The three ranges indicate dataset eeg_1 (10000s)  eeg_2 (20000s)  and eeg_3 (30000s)


In [None]:
bad_cooksD_epoch_ids = np.array(
    list(set(prepochs_trmd_eeg_df.index.unique('Epoch_idx')).difference(set(trmd_cooksD_epoch_ids)))
)
assert len(trmd_cooksD_epoch_ids) + len(bad_cooksD_epoch_ids) == N_TRMD_EEG_EPOCHS
f, ax = plt.subplots(1, 1, figsize=(16, 4))

# retained
sns.scatterplot(
    x=trmd_cooksD_epoch_ids, 
    y= np.random.random(len(trmd_cooksD_epoch_ids)), 
    ax=ax,
    marker='.',
)

# excluded
sns.scatterplot(
    x=bad_cooksD_epoch_ids, 
    y= -np.random.random(len(bad_cooksD_epoch_ids)), 
    ax=ax,
    marker='.', color='red',
)


ax.set(title="Epochs trimmed for excessive numbers of extreme Cook's D by data set")
_ = ax.set(xlabel='Epoch index', ylabel=('random jitter for visualization'))

figname_txt = f"{FIG_PREFIX} {FIG_COUNT}"
f.suptitle(figname_txt, **FIG_TAG_SPECS)
f.tight_layout()

FIG_COUNT = udck19_figsave(f, f"{figname_txt}_CooksD_trimming_x_epoch", FIG_COUNT)

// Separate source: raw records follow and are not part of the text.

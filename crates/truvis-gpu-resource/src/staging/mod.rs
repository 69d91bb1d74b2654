pub mod staging_ring;
impl SimState {
    fn new(completion: HeadlessCompletion) -> Self {
        Self {
            completion,
            next_raw: 1,
            command_pools: HashSet::new(),
            command_buffers: HashMap::new(),
            fences: HashMap::new(),
            semaphores: HashSet::new(),
            buffers: HashMap::new(),
            images: HashMap::new(),
            image_views: HashMap::new(),
            samplers: HashSet::new(),
            query_pools: HashSet::new(),
            pipelines: HashSet::new(),
            pipeline_layouts: HashSet::new(),
            pending: VecDeque::new(),
            submission_log: Vec::new(),
            teardowns: Vec::new(),
            invalidations: Vec::new(),
            violations: Vec::new(),
            fail_next_allocation: false,
        }
    }

    fn next_handle<T: Handle>(&mut self) -> T {
        let raw = self.next_raw;
        self.next_raw += 1;
        T::from_raw(raw)
    }

    fn violation(&mut self, message: String) {
        log::error!("headless backend: {message}");
        self.violations.push(message);
    }

    fn take_allocation_failure(&mut self, what: &'static str) -> GfxResult<()> {
        if std::mem::take(&mut self.fail_next_allocation) {
            return Err(GfxError::Runtime {
                what,
                result: vk::Result::ERROR_OUT_OF_DEVICE_MEMORY,
            });
        }
        Ok(())
    }

    fn is_fence_pending(&self, fence: vk::Fence) -> bool {
        self.pending.iter().any(|sub| sub.fence == fence)
    }

    fn referenced_by_pending(&self, action: GfxTeardown) -> bool {
        self.pending.iter().any(|sub| {
            self.command_buffers
                .get(&sub.command_buffer)
                .is_some_and(|cmd| cmd.commands.iter().any(|command| command.references(action)))
        })
    }

    fn record(&mut self, cmd: vk::CommandBuffer, command: SimCommand) {
        match self.command_buffers.get_mut(&cmd) {
            Some(buffer) if buffer.state == CmdState::Recording => buffer.commands.push(command),
            Some(buffer) => {
                let state = buffer.state;
                self.violation(format!("recording into {cmd:?} in state {state:?}"));
            }
            None => self.violation(format!("recording into unknown command buffer {cmd:?}")),
        }
    }

    /// 完成第 `index` 个 pending 的提交：执行其中的命令并 signal fence
    fn complete_at(&mut self, index: usize) -> bool {
        let Some(sub) = self.pending.remove(index) else {
            return false;
        };
        let commands = self.command_buffers.get(&sub.command_buffer).map(|cmd| cmd.commands.clone()).unwrap_or_default();
        for command in &commands {
            self.execute(command);
        }
        if let Some(signaled) = self.fences.get_mut(&sub.fence) {
            *signaled = true;
        }
        if let Some(cmd) = self.command_buffers.get_mut(&sub.command_buffer) {
            cmd.state = CmdState::Executable;
        }
        true
    }

    fn complete_all(&mut self) {
        while self.complete_at(0) {}
    }

    fn execute(&mut self, command: &SimCommand) {
        match command {
            SimCommand::CopyBuffer { src, dst, regions } => self.execute_copy_buffer(*src, *dst, regions),
            SimCommand::CopyBufferToImage {
                src,
                dst,
                layout,
                regions,
            } => self.execute_copy_buffer_to_image(*src, *dst, *layout, regions),
            SimCommand::ImageBarrier {
                image,
                old_layout,
                new_layout,
                range,
            } => self.execute_image_barrier(*image, *old_layout, *new_layout, *range),
            SimCommand::BlitImage {
                src,
                src_layout,
                dst,
                dst_layout,
                regions,
            } => self.execute_blit_image(*src, *src_layout, *dst, *dst_layout, regions),
            SimCommand::BufferBarrier(_) => {}
        }
    }

    fn execute_copy_buffer(&mut self, src: vk::Buffer, dst: vk::Buffer, regions: &[vk::BufferCopy]) {
        let Some(mut src_buffer) = self.buffers.remove(&src) else {
            self.violation(format!("copy from unknown buffer {src:?}"));
            return;
        };

        for region in regions {
            let src_range = region.src_offset as usize..(region.src_offset + region.size) as usize;
            let dst_range = region.dst_offset as usize..(region.dst_offset + region.size) as usize;
            if src_range.end > src_buffer.data.len() {
                self.violation(format!("copy reads past the end of {src:?}"));
                continue;
            }

            if src == dst {
                if dst_range.end > src_buffer.data.len() {
                    self.violation(format!("copy writes past the end of {dst:?}"));
                    continue;
                }
                src_buffer.data.copy_within(src_range, dst_range.start);
                continue;
            }
            match self.buffers.get_mut(&dst) {
                Some(dst_buffer) if dst_range.end <= dst_buffer.data.len() => {
                    dst_buffer.data[dst_range].copy_from_slice(&src_buffer.data[src_range]);
                }
                Some(_) => self.violations.push(format!("copy writes past the end of {dst:?}")),
                None => self.violations.push(format!("copy into unknown buffer {dst:?}")),
            }
        }

        self.buffers.insert(src, src_buffer);
    }

    fn execute_copy_buffer_to_image(
        &mut self,
        src: vk::Buffer,
        dst: vk::Image,
        layout: vk::ImageLayout,
        regions: &[vk::BufferImageCopy],
    ) {
        if layout != vk::ImageLayout::TRANSFER_DST_OPTIMAL {
            self.violation(format!("copy into {dst:?} declared with layout {layout:?}"));
        }

        let mut problems = Vec::new();
        match (self.buffers.get(&src), self.images.get_mut(&dst)) {
            (Some(src_buffer), Some(image)) => {
                for region in regions {
                    copy_region_into_image(&src_buffer.data, image, region, &mut problems);
                }
            }
            _ => problems.push(format!("copy between unknown objects {src:?} -> {dst:?}")),
        }
        for problem in problems {
            self.violation(problem);
        }
    }

    fn execute_blit_image(
        &mut self,
        src: vk::Image,
        src_layout: vk::ImageLayout,
        dst: vk::Image,
        dst_layout: vk::ImageLayout,
        regions: &[vk::ImageBlit],
    ) {
        if src_layout != vk::ImageLayout::TRANSFER_SRC_OPTIMAL {
            self.violation(format!("blit from {src:?} declared with layout {src_layout:?}"));
        }
        if dst_layout != vk::ImageLayout::TRANSFER_DST_OPTIMAL {
            self.violation(format!("blit into {dst:?} declared with layout {dst_layout:?}"));
        }

        let mut problems = Vec::new();
        for region in regions {
            let src_sub = region.src_subresource;
            let dst_sub = region.dst_subresource;
            if src_sub.layer_count != dst_sub.layer_count {
                problems.push(format!("blit layer counts differ: {} vs {}", src_sub.layer_count, dst_sub.layer_count));
                continue;
            }
            for i in 0..src_sub.layer_count {
                // 先拷出源数据，src 和 dst 可能是同一个 image
                let source = self.images.get(&src).and_then(|image| {
                    let sub = image.subresource(src_sub.mip_level, src_sub.base_array_layer + i)?;
                    Some((sub.bytes.clone(), sub.layout, image.mip_extent(src_sub.mip_level), image.format))
                });
                let Some((src_bytes, current_src_layout, src_extent, format)) = source else {
                    problems.push(format!("blit from missing subresource of {src:?} mip {}", src_sub.mip_level));
                    continue;
                };
                if current_src_layout != vk::ImageLayout::TRANSFER_SRC_OPTIMAL {
                    problems.push(format!(
                        "blit from {src:?} mip {} while it is in {current_src_layout:?}",
                        src_sub.mip_level
                    ));
                }

                let Some(image) = self.images.get_mut(&dst) else {
                    problems.push(format!("blit into unknown image {dst:?}"));
                    continue;
                };
                let dst_format = image.format;
                let dst_extent = image.mip_extent(dst_sub.mip_level);
                let Some(dst_data) = image.subresource_mut(dst_sub.mip_level, dst_sub.base_array_layer + i) else {
                    problems.push(format!("blit into missing subresource of {dst:?} mip {}", dst_sub.mip_level));
                    continue;
                };
                if dst_data.layout != vk::ImageLayout::TRANSFER_DST_OPTIMAL {
                    problems.push(format!(
                        "blit into {dst:?} mip {} while it is in {:?}",
                        dst_sub.mip_level, dst_data.layout
                    ));
                }
                if dst_format != format {
                    problems.push(format!("blit between formats {format:?} and {dst_format:?}"));
                    continue;
                }
                blit_nearest(&src_bytes, src_extent, region.src_offsets, dst_data, dst_extent, region.dst_offsets, format, &mut problems);
            }
        }
        for problem in problems {
            self.violation(problem);
        }
    }

    fn execute_image_barrier(
        &mut self,
        image_handle: vk::Image,
        old_layout: vk::ImageLayout,
        new_layout: vk::ImageLayout,
        range: vk::ImageSubresourceRange,
    ) {
        let mut problems = Vec::new();
        match self.images.get_mut(&image_handle) {
            Some(image) => {
                let level_count = if range.level_count == vk::REMAINING_MIP_LEVELS {
                    image.mip_levels.saturating_sub(range.base_mip_level)
                } else {
                    range.level_count
                };
                let layer_count = if range.layer_count == vk::REMAINING_ARRAY_LAYERS {
                    image.array_layers.saturating_sub(range.base_array_layer)
                } else {
                    range.layer_count
                };

                for mip in range.base_mip_level..range.base_mip_level + level_count {
                    for layer in range.base_array_layer..range.base_array_layer + layer_count {
                        let Some(sub) = image.subresource_mut(mip, layer) else {
                            problems.push(format!("barrier on missing subresource {image_handle:?} mip {mip} layer {layer}"));
                            continue;
                        };
                        if old_layout != vk::ImageLayout::UNDEFINED && old_layout != sub.layout {
                            problems.push(format!(
                                "barrier on {image_handle:?} mip {mip} layer {layer} expects {old_layout:?} but it is {:?}",
                                sub.layout
                            ));
                        }
                        sub.layout = new_layout;
                    }
                }
            }
            None => problems.push(format!("barrier on unknown image {image_handle:?}")),
        }
        for problem in problems {
            self.violation(problem);
        }
    }
}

# Exclude epochs by extreme Cook's D criterion, re-standardize cloze

In [None]:
n_trmd_cooksD_epochs = len(trmd_cooksD_epoch_ids)
LOGGER.info(f"""
number of epochs after Cook's D screening / before = 
{n_trmd_cooksD_epochs} / {N_TRMD_EEG_EPOCHS} = {(n_trmd_cooksD_epochs / N_TRMD_EEG_EPOCHS):3.3f}
""")


In [None]:
# can't modify the index and columns of a view so make a fresh copy
prepochs_trmd_eeg_cooksD_df = prepochs_trmd_eeg_df.query(
    'Epoch_idx in @trmd_cooksD_epoch_ids'
).copy()

# clobber vestigal index rows
prepochs_trmd_eeg_cooksD_df.index = (
    prepochs_trmd_eeg_cooksD_df.index.remove_unused_levels()
)
prepochs_trmd_eeg_cooksD_df.sort_index(inplace=True)
assert all(trmd_cooksD_epoch_ids == prepochs_trmd_eeg_cooksD_df.index.unique('Epoch_idx'))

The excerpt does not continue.